Rebel’s Romance will bid to give Charlie Appleby back-to-back victories in the Princess of Wales’s Stakes during Newmarket’s July Festival having swerved an intended engagement at Royal Ascot.
It had been thought the globetrotting superstar would defend his Hardwicke Stakes crown at the Royal meeting, but with the Moulton Paddocks handler minded to carefully choose his assignments, the eight-year-old will divert to the July course before a possible run at Saratoga later in the summer.
The Godolphin trainer won the race last year with El Cordobes.
Appleby said: “He’s going to go to the Princess of Wales’s Stakes at Newmarket.
“I was following the entries for the Hardwicke Stakes and like us all, he’s getting a bit older and I just want to pick his route out for him and make sure he comes out as a live shot.
“I felt Ascot could be a tough gig for him, so we’ll go to Newmarket. I’d like to still take him to America for the Sword Dancer (now the Christophe Clement Stakes) but we’ll take it race by race.
“He’s in good order though, he galloped during the week and is on target for Newmarket.”
Ascot proved a somewhat frustrating week for Appleby and some of his big names, with Opera Ballo hunted down late when attempting to make all in the opening Queen Anne Stakes and big-race favourite Notable Speech again failing to fire in Berkshire.
Notable Speech will seek to get back on track in the Prix Jacques le Marois in which he was a head second in last year, while his younger stablemate will tackle the likes of Bow Echo and possibly Gstaad in the Sussex Stakes at the end of next month.

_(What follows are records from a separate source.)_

#[cfg(test)]
mod tests {
    use super::*;
    use crate::models::{Metric, ScoringRule};
    use crate::scoring::{HealthStatus, Verdict};
    use crate::session::SessionSettings;
    use crate::target::{ScriptedExecutor, ScriptedResponse};
    use crate::workload::{FnWorkload, Workload};
    use std::time::Duration;
    use tokio::time::Instant;

    fn ok(name: &str) -> Arc<dyn Workload> {
        Arc::new(FnWorkload::new(name, |_ctx| {
            Box::pin(async { Ok(Metric::success(true)) })
        }))
    }

    /// Sleeps for its full requested duration, then passes.
    fn sleeper(name: &str) -> Arc<dyn Workload> {
        Arc::new(FnWorkload::new(name, |ctx| {
            Box::pin(async move {
                tokio::time::sleep(ctx.duration).await;
                Ok(Metric::success(true))
            })
        }))
    }

    fn settings() -> SessionSettings {
        SessionSettings {
            sample_interval: Duration::from_secs(5),
            min_phase: Duration::ZERO,
            workload_grace: Duration::from_secs(1),
            cancel_grace: Duration::from_secs(1),
            probe_command: "probe".to_string(),
            ..SessionSettings::default()
        }
    }

    fn probe_exec() -> ScriptedExecutor {
        ScriptedExecutor::new().on("probe", ScriptedResponse::output("freq_mhz=2000\ntemp_c=55\n"))
    }

    #[test]
    fn test_phase_groups_merge_adjacent_parallel_phases() {
        let phases = vec![
            Phase::new("a", 25.0, ScoringRule::PassFail),
            Phase::new("b", 25.0, ScoringRule::PassFail).parallel(),
            Phase::new("c", 25.0, ScoringRule::PassFail).parallel(),
            Phase::new("d", 25.0, ScoringRule::PassFail),
        ];
        let groups: Vec<Vec<&str>> = phase_groups(&phases)
            .iter()
            .map(|g| g.iter().map(|p| p.name.as_str()).collect())
            .collect();
        assert_eq!(groups, vec![vec!["a"], vec!["b", "c"], vec!["d"]]);
    }

    #[tokio::test(start_paused = true)]
    async fn test_parallel_group_runs_concurrently() {
        let session = Session::new(
            "dut",
            Duration::from_secs(100),
            vec![
                Phase::new("multi_core", 50.0, ScoringRule::PassFail)
                    .share(50.0)
                    .parallel()
                    .workload(sleeper("a"))
                    .workload(sleeper("b")),
                Phase::new("per_unit", 50.0, ScoringRule::PassFail)
                    .share(50.0)
                    .parallel()
                    .workload(sleeper("c")),
            ],
            settings(),
        )
        .unwrap();

        let started = Instant::now();
        let report = PhaseScheduler::new(Arc::new(probe_exec())).run(session).await;

        // both phases share the same 50s window
        assert!(started.elapsed() < Duration::from_secs(60));
        assert_eq!(report.state, SessionState::Scored);
        assert_eq!(report.snapshot.total_passes(), 3);
        assert_eq!(report.score_card.verdict, Verdict::Passed);
    }

    #[tokio::test(start_paused = true)]
    async fn test_sequential_phase_splits_allotment() {
        let session = Session::new(
            "dut",
            Duration::from_secs(90),
            vec![Phase::new("single_core", 100.0, ScoringRule::PassFail)
                .share(100.0)
                .workload(sleeper("a"))
                .workload(sleeper("b"))
                .workload(sleeper("c"))],
            settings(),
        )
        .unwrap();

        let started = Instant::now();
        let report = PhaseScheduler::new(Arc::new(probe_exec())).run(session).await;
        let elapsed = started.elapsed();
        assert!(elapsed >= Duration::from_secs(90) && elapsed < Duration::from_secs(91));
        assert_eq!(report.snapshot.phase("single_core").pass_count, 3);
    }

    #[tokio::test(start_paused = true)]
    async fn test_unreachable_target_aborts_before_any_work() {
        let exec = probe_exec().unreachable();
        let session = Session::new(
            "dut",
            Duration::from_secs(60),
            vec![Phase::new("a", 100.0, ScoringRule::PassFail)
                .share(100.0)
                .workload(ok("a"))],
            settings(),
        )
        .unwrap();

        let report = PhaseScheduler::new(Arc::new(exec.clone())).run(session).await;
        assert_eq!(report.state, SessionState::Aborted);
        assert_eq!(report.score_card.health, HealthStatus::Unavailable);
        assert_eq!(report.exit_code(), 2);
        assert_eq!(exec.invocation_count("probe"), 0);
    }

    #[tokio::test(start_paused = true)]
    async fn test_connectivity_lost_mid_session_aborts() {
        let exec = probe_exec();
        let lost = exec.clone();
        let dropper: Arc<dyn Workload> = Arc::new(FnWorkload::new("dropper", move |_ctx| {
            lost.set_unreachable(true);
            Box::pin(async { Err(HarnessError::ConnectivityFailure("link down".into())) })
        }));
        let session = Session::new(
            "dut",
            Duration::from_secs(100),
            vec![
                Phase::new("a", 50.0, ScoringRule::PassFail)
                    .share(50.0)
                    .parallel()
                    .workload(dropper)
                    .workload(sleeper("long")),
                Phase::new("b", 50.0, ScoringRule::PassFail)
                    .share(50.0)
                    .workload(ok("never")),
            ],
            settings(),
        )
        .unwrap();

        let started = Instant::now();
        let report = PhaseScheduler::new(Arc::new(exec)).run(session).await;
        assert_eq!(report.state, SessionState::Aborted);
        // the sleeper was cancelled instead of running out its 50s
        assert!(started.elapsed() < Duration::from_secs(5));
        assert_eq!(report.snapshot.phase("b").total_runs(), 0);
    }

    #[tokio::test(start_paused = true)]
    async fn test_ecc_errors_charged_to_phase() {
        let exec = probe_exec().on_sequence(
            "edac",
            vec![
                ScriptedResponse::output("mc0 ce=0 ue=0\n"),
                ScriptedResponse::output("mc0 ce=2 ue=1\n"),
            ],
        );
        let mut settings = settings();
        settings.ecc = Some(crate::config::EccConfig {
            enabled: true,
            phase: "pattern".to_string(),
            command: "edac".to_string(),
        });
        let session = Session::new(
            "dut",
            Duration::from_secs(60),
            vec![Phase::new("pattern", 100.0, ScoringRule::PassFail)
                .share(100.0)
                .workload(ok("ram"))],
            settings,
        )
        .unwrap();

        let report = PhaseScheduler::new(Arc::new(exec)).run(session).await;
        assert_eq!(report.ecc.as_ref().map(|d| d.uncorrectable), Some(1));
        assert_eq!(report.score_card.sub_score("pattern"), Some(0.0));
        assert_eq!(report.score_card.verdict, Verdict::Failed);
        assert!(report.snapshot.warnings.iter().any(|w| w.scope == "ecc"));
    }
}
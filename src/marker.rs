//! The layout table: one row per BSON element type tag, shared by the reader and the writer.
//!
//! Every framing decision either side makes goes through [`Layout::shape`], so the two can't
//! disagree about how many bytes a value occupies on the wire.

use std::fmt;

/// BSON element type. The declaration order matches the rows of [`LAYOUT_TABLE`].
#[derive(Clone, Copy, Debug, PartialEq, Eq, Hash)]
pub enum ElementType {
    Double,
    String,
    Document,
    Array,
    Binary,
    Undefined,
    ObjectId,
    Boolean,
    DateTime,
    Null,
    Regex,
    DbPointer,
    JavaScript,
    Symbol,
    JavaScriptWithScope,
    Int32,
    Timestamp,
    Int64,
    Decimal128,
    MinKey,
    MaxKey,
}

/// How a payload is laid out on the wire.
#[derive(Clone, Copy, Debug, PartialEq, Eq)]
pub enum Shape {
    /// A fixed number of bytes.
    Fixed(usize),
    /// Little-endian int32 byte count (counting the trailing NUL), the UTF-8 bytes, then a NUL.
    String,
    /// Little-endian int32 total length, the elements, then a single NUL terminator.
    Frame,
    /// Little-endian int32 byte count, one subtype byte, then the bytes.
    Binary,
    /// Two cstrings back to back.
    CStringPair,
    /// Little-endian int32 total length, covering a String followed by a Frame.
    CodeWithScope,
    /// A String followed by a fixed number of bytes.
    StringThen(usize),
}

impl Shape {
    /// The payload length, if it is known without reading any of it.
    pub fn fixed_len(self) -> Option<usize> {
        match self {
            Shape::Fixed(n) => Some(n),
            _ => None,
        }
    }
}

/// What the reader produces for an element.
#[derive(Clone, Copy, Debug, PartialEq, Eq)]
pub enum Kind {
    /// Opens a nested Document or Array.
    Structural,
    /// Decoded eagerly into a primitive scalar.
    Scalar,
    /// Kept as raw payload and materialized into an [`Embedded`](crate::Embedded) on request.
    Embedded,
    /// Deprecated type with a known shape but no value model. Never produced, only skipped.
    Legacy,
}

#[derive(Clone, Copy, Debug, PartialEq, Eq)]
pub struct Layout {
    pub tag: u8,
    pub element_type: ElementType,
    pub shape: Shape,
    pub kind: Kind,
    pub name: &'static str,
}

const fn row(
    tag: u8,
    element_type: ElementType,
    shape: Shape,
    kind: Kind,
    name: &'static str,
) -> Layout {
    Layout {
        tag,
        element_type,
        shape,
        kind,
        name,
    }
}

pub const LAYOUT_TABLE: [Layout; 21] = [
    row(0x01, ElementType::Double, Shape::Fixed(8), Kind::Scalar, "Double"),
    row(0x02, ElementType::String, Shape::String, Kind::Scalar, "String"),
    row(0x03, ElementType::Document, Shape::Frame, Kind::Structural, "Document"),
    row(0x04, ElementType::Array, Shape::Frame, Kind::Structural, "Array"),
    row(0x05, ElementType::Binary, Shape::Binary, Kind::Embedded, "Binary"),
    row(0x06, ElementType::Undefined, Shape::Fixed(0), Kind::Legacy, "Undefined"),
    row(0x07, ElementType::ObjectId, Shape::Fixed(12), Kind::Embedded, "ObjectId"),
    row(0x08, ElementType::Boolean, Shape::Fixed(1), Kind::Scalar, "Boolean"),
    row(0x09, ElementType::DateTime, Shape::Fixed(8), Kind::Embedded, "DateTime"),
    row(0x0a, ElementType::Null, Shape::Fixed(0), Kind::Scalar, "Null"),
    row(0x0b, ElementType::Regex, Shape::CStringPair, Kind::Embedded, "Regex"),
    row(0x0c, ElementType::DbPointer, Shape::StringThen(12), Kind::Legacy, "DBPointer"),
    row(0x0d, ElementType::JavaScript, Shape::String, Kind::Embedded, "JavaScript"),
    row(0x0e, ElementType::Symbol, Shape::String, Kind::Embedded, "Symbol"),
    row(
        0x0f,
        ElementType::JavaScriptWithScope,
        Shape::CodeWithScope,
        Kind::Embedded,
        "JavaScriptWithScope",
    ),
    row(0x10, ElementType::Int32, Shape::Fixed(4), Kind::Scalar, "Int32"),
    row(0x11, ElementType::Timestamp, Shape::Fixed(8), Kind::Embedded, "Timestamp"),
    row(0x12, ElementType::Int64, Shape::Fixed(8), Kind::Scalar, "Int64"),
    row(0x13, ElementType::Decimal128, Shape::Fixed(16), Kind::Legacy, "Decimal128"),
    row(0xff, ElementType::MinKey, Shape::Fixed(0), Kind::Embedded, "MinKey"),
    row(0x7f, ElementType::MaxKey, Shape::Fixed(0), Kind::Embedded, "MaxKey"),
];

/// Tag that terminates every Document and Array.
pub const TERMINATOR: u8 = 0x00;

impl ElementType {
    /// Look up an element type from its tag byte. Returns `None` if the tag has no layout row.
    pub fn from_u8(tag: u8) -> Option<ElementType> {
        use self::ElementType::*;
        Some(match tag {
            0x01 => Double,
            0x02 => String,
            0x03 => Document,
            0x04 => Array,
            0x05 => Binary,
            0x06 => Undefined,
            0x07 => ObjectId,
            0x08 => Boolean,
            0x09 => DateTime,
            0x0a => Null,
            0x0b => Regex,
            0x0c => DbPointer,
            0x0d => JavaScript,
            0x0e => Symbol,
            0x0f => JavaScriptWithScope,
            0x10 => Int32,
            0x11 => Timestamp,
            0x12 => Int64,
            0x13 => Decimal128,
            0xff => MinKey,
            0x7f => MaxKey,
            _ => return None,
        })
    }

    pub fn layout(self) -> &'static Layout {
        &LAYOUT_TABLE[self as usize]
    }

    pub fn into_u8(self) -> u8 {
        self.layout().tag
    }

    pub fn shape(self) -> Shape {
        self.layout().shape
    }

    pub fn kind(self) -> Kind {
        self.layout().kind
    }

    pub fn name(self) -> &'static str {
        self.layout().name
    }
}

impl From<ElementType> for u8 {
    fn from(val: ElementType) -> u8 {
        val.into_u8()
    }
}

impl fmt::Display for ElementType {
    fn fmt(&self, f: &mut fmt::Formatter) -> fmt::Result {
        f.write_str(self.name())
    }
}
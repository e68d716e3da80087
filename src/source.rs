//! Byte sources for the [`Reader`](crate::Reader).
//!
//! The reader only ever needs sequential reads plus a way to jump forward over a value whose length
//! it already knows. How cheap that jump is depends on the source.

use std::io::{self, Read, Seek, SeekFrom};

/// A sequential byte source that can skip forward.
pub trait Source: Read {
    /// Advance past the next `n` bytes without handing them to the caller. Fails with
    /// [`io::ErrorKind::UnexpectedEof`] if the source is known to run out first.
    fn skip(&mut self, n: u64) -> io::Result<()>;
}

impl Source for &[u8] {
    fn skip(&mut self, n: u64) -> io::Result<()> {
        match usize::try_from(n) {
            Ok(n) if n <= self.len() => {
                *self = &self[n..];
                Ok(())
            }
            _ => {
                *self = &self[self.len()..];
                Err(io::ErrorKind::UnexpectedEof.into())
            }
        }
    }
}

impl<S: Source + ?Sized> Source for &mut S {
    fn skip(&mut self, n: u64) -> io::Result<()> {
        (**self).skip(n)
    }
}

/// A source that skips with a relative seek, for files and other seekable readers.
///
/// Seeking past the end doesn't fail by itself; the reader notices when the frame terminator it
/// expects to find there can't be read.
#[derive(Debug)]
pub struct Seekable<R> {
    inner: R,
}

impl<R: Read + Seek> Seekable<R> {
    pub fn new(inner: R) -> Self {
        Self { inner }
    }

    pub fn get_ref(&self) -> &R {
        &self.inner
    }

    pub fn into_inner(self) -> R {
        self.inner
    }
}

impl<R: Read + Seek> Read for Seekable<R> {
    fn read(&mut self, buf: &mut [u8]) -> io::Result<usize> {
        self.inner.read(buf)
    }
}

impl<R: Read + Seek> Source for Seekable<R> {
    fn skip(&mut self, n: u64) -> io::Result<()> {
        let n = i64::try_from(n).map_err(|_| io::Error::from(io::ErrorKind::InvalidInput))?;
        self.inner.seek(SeekFrom::Current(n))?;
        Ok(())
    }
}

/// A source that can only read forward, such as a socket. Skipping reads the bytes and drops them.
#[derive(Debug)]
pub struct Streamed<R> {
    inner: R,
}

impl<R: Read> Streamed<R> {
    pub fn new(inner: R) -> Self {
        Self { inner }
    }

    pub fn get_ref(&self) -> &R {
        &self.inner
    }

    pub fn into_inner(self) -> R {
        self.inner
    }
}

impl<R: Read> Read for Streamed<R> {
    fn read(&mut self, buf: &mut [u8]) -> io::Result<usize> {
        self.inner.read(buf)
    }
}

impl<R: Read> Source for Streamed<R> {
    fn skip(&mut self, n: u64) -> io::Result<()> {
        let copied = io::copy(&mut (&mut self.inner).take(n), &mut io::sink())?;
        if copied < n {
            return Err(io::ErrorKind::UnexpectedEof.into());
        }
        Ok(())
    }
}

Appleby said: “Notable Speech will head to France and Opera Ballo will go to Goodwood.
“If you step out of it and look at it, you have to be positive about what Opera Ballo achieved, as well as Talk Of New York (third in St James’s Palace Stakes).
“They have all pulled out of it well and the only one who licked his bowl was Notable Speech which is funny because he would be the one who I don’t think puts a great deal in at Ascot, but we put a line through him.”